Pull every line with "unless" from the data.

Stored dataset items
....
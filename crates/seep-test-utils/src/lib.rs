//! Test utilities and mock types for Seep development.
//!
//! Provides text-layout grid fixtures, seeded random grids, mock
//! [`Phase`](seep_phase::Phase) implementations, and fill assertions.

#![forbid(unsafe_code)]
#![allow(missing_docs)]
#![deny(rustdoc::broken_intra_doc_links)]

pub mod fixtures;
pub mod layout;
pub mod random;

pub use fixtures::{ConstFillPhase, IdentityPhase, RecordingPhase};
pub use layout::{layout, render_layout};
pub use random::{random_grid, random_sealed_grid};

use seep_grid::Grid;

/// Default tolerance for fill comparisons after a handful of transfers.
pub const FILL_EPSILON: f64 = 1e-9;

/// Panic unless `a` and `b` differ by at most `tol`.
#[track_caller]
pub fn assert_close(a: f64, b: f64, tol: f64) {
    assert!(
        (a - b).abs() <= tol,
        "expected {a} ≈ {b} (tolerance {tol}, diff {})",
        (a - b).abs()
    );
}

/// Panic unless both grids hold the same total fill within a tolerance
/// scaled by the grid size.
#[track_caller]
pub fn assert_conserved(before: &Grid, after: &Grid) {
    let tol = FILL_EPSILON * before.len().max(1) as f64;
    assert_close(before.total_fill(), after.total_fill(), tol);
}

/// Fill of the cell at `(row, col)`. Panics when out of bounds.
#[track_caller]
pub fn fill_at(grid: &Grid, row: i32, col: i32) -> f64 {
    grid.cell_at(row, col)
        .unwrap_or_else(|e| panic!("fill_at({row}, {col}): {e}"))
        .fill
}
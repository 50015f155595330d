//! World configuration, validation, and error types.
//!
//! [`WorldConfig`] is the input for constructing a [`Simulation`]. It sizes
//! the grid and carries the presentation settings a driver needs, so a
//! single value describes the whole window. [`validate()`] checks it once
//! at construction.
//!
//! [`Simulation`]: crate::Simulation
//! [`validate()`]: WorldConfig::validate

use std::error::Error;
use std::fmt;
use std::time::Duration;

use seep_core::GridError;
use seep_grid::Grid;
use seep_phase::PipelineError;

use crate::paint::{FillMode, Painter, Palette};

// ── ConfigError ────────────────────────────────────────────────────

/// Errors detected while validating a [`WorldConfig`] or building a world.
#[derive(Debug, Clone, PartialEq, Eq)]
pub enum ConfigError {
    /// Grid dimensions are unusable.
    Grid(GridError),
    /// The phase list failed validation.
    Pipeline(PipelineError),
    /// `cell_size` is zero.
    ZeroCellSize,
    /// `max_pending_edits` is zero.
    EditQueueZero,
    /// The pixel surface does not fit [`WorldConfig::MAX_SURFACE`].
    SurfaceTooLarge {
        /// Surface width in pixels.
        width: u64,
        /// Surface height in pixels.
        height: u64,
    },
}

impl fmt::Display for ConfigError {
    fn fmt(&self, f: &mut fmt::Formatter<'_>) -> fmt::Result {
        match self {
            Self::Grid(e) => write!(f, "grid: {e}"),
            Self::Pipeline(e) => write!(f, "pipeline: {e}"),
            Self::ZeroCellSize => write!(f, "cell_size must be at least 1 pixel"),
            Self::EditQueueZero => write!(f, "max_pending_edits must be at least 1"),
            Self::SurfaceTooLarge { width, height } => write!(
                f,
                "surface {width}x{height} px exceeds {} px per side",
                WorldConfig::MAX_SURFACE
            ),
        }
    }
}

impl Error for ConfigError {
    fn source(&self) -> Option<&(dyn Error + 'static)> {
        match self {
            Self::Grid(e) => Some(e),
            Self::Pipeline(e) => Some(e),
            _ => None,
        }
    }
}

impl From<GridError> for ConfigError {
    fn from(e: GridError) -> Self {
        Self::Grid(e)
    }
}

impl From<PipelineError> for ConfigError {
    fn from(e: PipelineError) -> Self {
        Self::Pipeline(e)
    }
}

// ── WorldConfig ────────────────────────────────────────────────────

/// Complete configuration for constructing a simulation world.
///
/// The defaults describe a 900 × 600 pixel surface of 20-pixel cells.
#[derive(Clone, Debug, PartialEq)]
pub struct WorldConfig {
    /// Grid rows. Default: 30.
    pub rows: u32,
    /// Grid columns. Default: 45.
    pub cols: u32,
    /// Cell edge length in pixels. Default: 20.
    pub cell_size: u32,
    /// Grid line thickness in pixels; 0 draws no lines. Default: 2.
    pub grid_line_width: u32,
    /// Maximum edits buffered between ticks. Default: 1024.
    pub max_pending_edits: usize,
    /// Target delay between frames, for drivers. Default: 16 ms.
    pub frame_interval: Duration,
    /// Presentation colours.
    pub palette: Palette,
    /// How liquid cells are drawn. Default: [`FillMode::Flood`].
    pub fill_mode: FillMode,
}

impl Default for WorldConfig {
    fn default() -> Self {
        Self {
            rows: 30,
            cols: 45,
            cell_size: 20,
            grid_line_width: 2,
            max_pending_edits: 1024,
            frame_interval: Duration::from_millis(16),
            palette: Palette::default(),
            fill_mode: FillMode::default(),
        }
    }
}

impl WorldConfig {
    /// Largest surface side in pixels. Keeps pixel coordinates within
    /// `i32` so the brush can address every cell.
    pub const MAX_SURFACE: u32 = i32::MAX as u32;

    /// Size the grid to cover a `width × height` pixel surface.
    ///
    /// Partial cells at the right and bottom edges are dropped. A zero
    /// `cell_size` yields a config that fails [`validate()`](Self::validate).
    pub fn with_surface(width: u32, height: u32, cell_size: u32) -> Self {
        Self {
            rows: height.checked_div(cell_size).unwrap_or(0),
            cols: width.checked_div(cell_size).unwrap_or(0),
            cell_size,
            ..Self::default()
        }
    }

    /// Pixel size `(width, height)` of the surface the grid covers.
    pub fn surface_size(&self) -> (u64, u64) {
        (
            self.cols as u64 * self.cell_size as u64,
            self.rows as u64 * self.cell_size as u64,
        )
    }

    /// Validate all structural invariants.
    pub fn validate(&self) -> Result<(), ConfigError> {
        // 1. Grid must be non-empty and addressable with i32 coordinates.
        if self.rows == 0 || self.cols == 0 {
            return Err(ConfigError::Grid(GridError::EmptyGrid));
        }
        for (name, value) in [("rows", self.rows), ("cols", self.cols)] {
            if value > Grid::MAX_DIM {
                return Err(ConfigError::Grid(GridError::DimensionTooLarge {
                    name,
                    value,
                    max: Grid::MAX_DIM,
                }));
            }
        }
        // 2. Cells must be visible.
        if self.cell_size == 0 {
            return Err(ConfigError::ZeroCellSize);
        }
        // 3. Surface pixels must fit the painter's u32 geometry.
        let (width, height) = self.surface_size();
        let max = u64::from(Self::MAX_SURFACE);
        if width > max || height > max {
            return Err(ConfigError::SurfaceTooLarge { width, height });
        }
        // 4. Edit queue >= 1.
        if self.max_pending_edits == 0 {
            return Err(ConfigError::EditQueueZero);
        }
        Ok(())
    }

    /// A [`Painter`] matching this configuration.
    pub fn painter(&self) -> Painter {
        Painter::new(
            self.cell_size,
            self.grid_line_width,
            self.palette,
            self.fill_mode,
        )
    }
}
....
_Response_:
/// Panic unless `a` and `b` differ by at most `tol`.
/// Panic unless both grids hold the same total fill within a tolerance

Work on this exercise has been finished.